The blue pill would allow him to remain in the separated reality of the Matrix, therefore living the “illusion of ignorance”, while the red pill would lead to his escape from the Matrix and into the real world, therefore living the “truth of reality”.
Similarly, in The Defence of Gueneveve, by the English poet William Morris (born on 24 March 1834), an angel invites the dying protagonist to choose between two cloths.
One of these cloths is heaven, and one is hell. The angel will not tell which is which, and the protagonist has to guess.
“And one of these strange choosing cloths was blue, wavy and long, and one cut short and red; No man could tell the better of the two.” After a lot of pondering the protagonist says: “God help! heaven’s color, the blue” yet unfortunately the angel reveals that blue is the colour of hell. What is shown here again is the deceit of our separated reality, where everything is upside down.

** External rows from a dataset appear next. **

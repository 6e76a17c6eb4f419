//! Procedural maze engine
//!
//! The maze is carved by a depth-first backtracker driven by the shared LCG,
//! so the backend regenerates the identical layout from the level number.
//! Only moves that change the player's cell are recorded.

use std::collections::VecDeque;

use glam::IVec2;
use serde::{Deserialize, Serialize};

use super::{Direction, Game, Lcg, Transition};
use crate::error::{ConfigError, ReplayError};
use crate::{scale_tenths_ceil, seed_for_level};

#[derive(Debug, Clone, Copy, PartialEq, Eq)]
pub struct LevelConfig {
    pub name: &'static str,
    /// Odd side length
    pub size: i32,
    /// Move budget multiplier in tenths of the shortest path
    pub moves_tenths: u32,
    pub view_radius: i32,
}

pub static LEVELS: [LevelConfig; 5] = [
    LevelConfig {
        name: "The Passage",
        size: 17,
        moves_tenths: 25,
        view_radius: 8,
    },
    LevelConfig {
        name: "Twisted Paths",
        size: 21,
        moves_tenths: 22,
        view_radius: 6,
    },
    LevelConfig {
        name: "Dead End Alley",
        size: 25,
        moves_tenths: 20,
        view_radius: 5,
    },
    LevelConfig {
        name: "The Labyrinth",
        size: 31,
        moves_tenths: 19,
        view_radius: 4,
    },
    LevelConfig {
        name: "The Abyss",
        size: 39,
        moves_tenths: 18,
        view_radius: 3,
    },
];

/// Carving steps between odd cells, in backend order.
const CARVE_STEPS: [IVec2; 4] = [
    IVec2::new(0, -2),
    IVec2::new(2, 0),
    IVec2::new(0, 2),
    IVec2::new(-2, 0),
];

/// Backend abort codes for refused moves.
pub mod abort {
    use crate::error::ReplayError;

    pub const NOT_ACTIVE: ReplayError = ReplayError::rejected(101, "game is not active");
    pub const WALL_COLLISION: ReplayError = ReplayError::rejected(107, "wall collision");
    pub const OUT_OF_MOVES: ReplayError = ReplayError::rejected(108, "out of moves");
}

pub fn level_config(level: u8) -> Result<&'static LevelConfig, ConfigError> {
    level
        .checked_sub(1)
        .and_then(|i| LEVELS.get(i as usize))
        .ok_or(ConfigError::InvalidLevel {
            level,
            max: LEVELS.len() as u8,
        })
}

#[derive(Debug, Clone, PartialEq, Eq, Serialize, Deserialize)]
pub struct MazeLevel {
    pub level: u8,
}

/// Generated layout plus the values derived from it.
#[derive(Debug, Clone, PartialEq, Eq, Serialize, Deserialize)]
pub struct Maze {
    pub size: i32,
    /// Row-major, `true` = wall
    walls: Vec<bool>,
    pub start: IVec2,
    pub exit: IVec2,
    pub shortest_path: u32,
    pub max_moves: u32,
    pub view_radius: i32,
}

impl Maze {
    /// Carve the maze for `level` and compute its move budget.
    pub fn generate(level: u8) -> Result<Self, ConfigError> {
        let config = level_config(level)?;
        let size = config.size;
        let mut maze = Self {
            size,
            walls: vec![true; (size * size) as usize],
            start: IVec2::new(1, 1),
            exit: IVec2::new(size - 2, size - 2),
            shortest_path: 0,
            max_moves: 0,
            view_radius: config.view_radius,
        };

        let mut rng = Lcg::new(seed_for_level(level));
        let mut visited = vec![false; maze.walls.len()];
        let start = maze.start;
        maze.open(start);
        visited[maze.index(start)] = true;
        let mut stack = vec![start];

        while let Some(&cell) = stack.last() {
            let neighbors: Vec<IVec2> = CARVE_STEPS
                .iter()
                .map(|&step| cell + step)
                .filter(|&n| n.x > 0 && n.x < size - 1 && n.y > 0 && n.y < size - 1)
                .filter(|&n| !visited[maze.index(n)])
                .collect();

            if neighbors.is_empty() {
                stack.pop();
                continue;
            }

            let next = neighbors[rng.pick(neighbors.len())];
            maze.open(next);
            maze.open(cell + (next - cell) / 2);
            visited[maze.index(next)] = true;
            stack.push(next);
        }

        let exit = maze.exit;
        maze.open(exit);

        maze.shortest_path = maze
            .distance(maze.start, maze.exit)
            .ok_or(ConfigError::UnreachableExit { level })?;
        maze.max_moves = scale_tenths_ceil(maze.shortest_path, config.moves_tenths);

        log::info!(
            "generated maze level {} ({}x{}): shortest path {}, budget {}",
            level,
            size,
            size,
            maze.shortest_path,
            maze.max_moves
        );
        Ok(maze)
    }

    fn index(&self, pos: IVec2) -> usize {
        (pos.y * self.size + pos.x) as usize
    }

    fn open(&mut self, pos: IVec2) {
        let i = self.index(pos);
        self.walls[i] = false;
    }

    pub fn in_bounds(&self, pos: IVec2) -> bool {
        pos.x >= 0 && pos.y >= 0 && pos.x < self.size && pos.y < self.size
    }

    /// Out-of-bounds cells count as walls.
    pub fn is_wall(&self, pos: IVec2) -> bool {
        !self.in_bounds(pos) || self.walls[self.index(pos)]
    }

    /// BFS over open cells; directions expand in wire-code order.
    fn bfs(&self, from: IVec2, to: IVec2) -> Option<Vec<Option<(IVec2, Direction)>>> {
        let mut came_from: Vec<Option<(IVec2, Direction)>> = vec![None; self.walls.len()];
        let mut seen = vec![false; self.walls.len()];
        let mut queue = VecDeque::from([from]);
        seen[self.index(from)] = true;

        while let Some(pos) = queue.pop_front() {
            if pos == to {
                return Some(came_from);
            }
            for dir in Direction::ALL {
                let next = pos + dir.delta();
                if self.is_wall(next) || seen[self.index(next)] {
                    continue;
                }
                seen[self.index(next)] = true;
                came_from[self.index(next)] = Some((pos, dir));
                queue.push_back(next);
            }
        }
        None
    }

    pub fn distance(&self, from: IVec2, to: IVec2) -> Option<u32> {
        self.path(from, to).map(|p| p.len() as u32)
    }

    /// Shortest sequence of moves from `from` to `to`.
    pub fn path(&self, from: IVec2, to: IVec2) -> Option<Vec<Direction>> {
        if self.is_wall(from) || self.is_wall(to) {
            return None;
        }
        let came_from = self.bfs(from, to)?;
        let mut steps = Vec::new();
        let mut pos = to;
        while let Some((prev, dir)) = came_from[self.index(pos)] {
            steps.push(dir);
            pos = prev;
        }
        steps.reverse();
        Some(steps)
    }

    /// Chebyshev fog-of-war test
    pub fn visible_from(&self, viewer: IVec2, pos: IVec2) -> bool {
        let d = (pos - viewer).abs();
        d.x.max(d.y) <= self.view_radius
    }
}

#[derive(Debug, Clone, PartialEq, Eq, Serialize, Deserialize)]
pub struct MazeSummary {
    pub level: u8,
    pub moves: u32,
}

#[derive(Debug, Clone, PartialEq, Eq, Serialize, Deserialize)]
pub struct MazeState {
    pub level: u8,
    pub maze: Maze,
    pub player: IVec2,
    pub facing: Direction,
    pub moves: u32,
}

impl MazeState {
    pub fn at_exit(&self) -> bool {
        self.player == self.maze.exit
    }

    pub fn moves_left(&self) -> u32 {
        self.maze.max_moves.saturating_sub(self.moves)
    }

    fn step(&mut self, dir: Direction) -> Result<(), ReplayError> {
        if self.at_exit() {
            return Err(abort::NOT_ACTIVE);
        }
        if self.moves >= self.maze.max_moves {
            return Err(abort::OUT_OF_MOVES);
        }
        let target = self.player + dir.delta();
        if self.maze.is_wall(target) {
            return Err(abort::WALL_COLLISION);
        }
        self.player = target;
        self.facing = dir;
        self.moves += 1;
        Ok(())
    }
}

impl Game for MazeState {
    type Level = MazeLevel;
    type Intent = Direction;
    type Action = Direction;
    type Summary = MazeSummary;

    const NAME: &'static str = "maze";
    const FINISHED: ReplayError = abort::NOT_ACTIVE;

    fn start(level: &MazeLevel) -> Result<Self, ConfigError> {
        let maze = Maze::generate(level.level)?;
        Ok(Self {
            level: level.level,
            player: maze.start,
            facing: Direction::Right,
            moves: 0,
            maze,
        })
    }

    fn handle(&mut self, dir: Direction) -> Transition<Direction> {
        match self.step(dir) {
            Ok(()) => Transition::Committed(dir),
            Err(err) => {
                log::trace!("maze move {:?} rejected: {}", dir, err);
                Transition::Rejected
            }
        }
    }

    fn replay(&mut self, dir: &Direction) -> Result<(), ReplayError> {
        self.step(*dir)
    }

    fn is_terminal(&self) -> bool {
        self.at_exit() || self.moves >= self.maze.max_moves
    }

    fn summary(&self) -> MazeSummary {
        MazeSummary {
            level: self.level,
            moves: self.moves,
        }
    }
}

Many choices are possible in this world, yet in the end there are only two options: red or blue, reality or illusion, Light or darkness.
From an illusory perspective it is not easy to make the right choice.
Having a separated perception we often end up seeing Light in ideas and behaviours which support the exact opposite.
Paradoxically what promotes separation are not openly negative ideas or actions. These are opposed by the majority of people. What preserves the illusion, and all the related pain, are mainly ideas and behaviours commonly acknowledged as positive and luminous.
Illusion causes ignorance and deceit… And yet, if we acknowledge and trust our direct experience in life, releasing outer pressures, conditionings and cultural programming, we may find our way to the right pill…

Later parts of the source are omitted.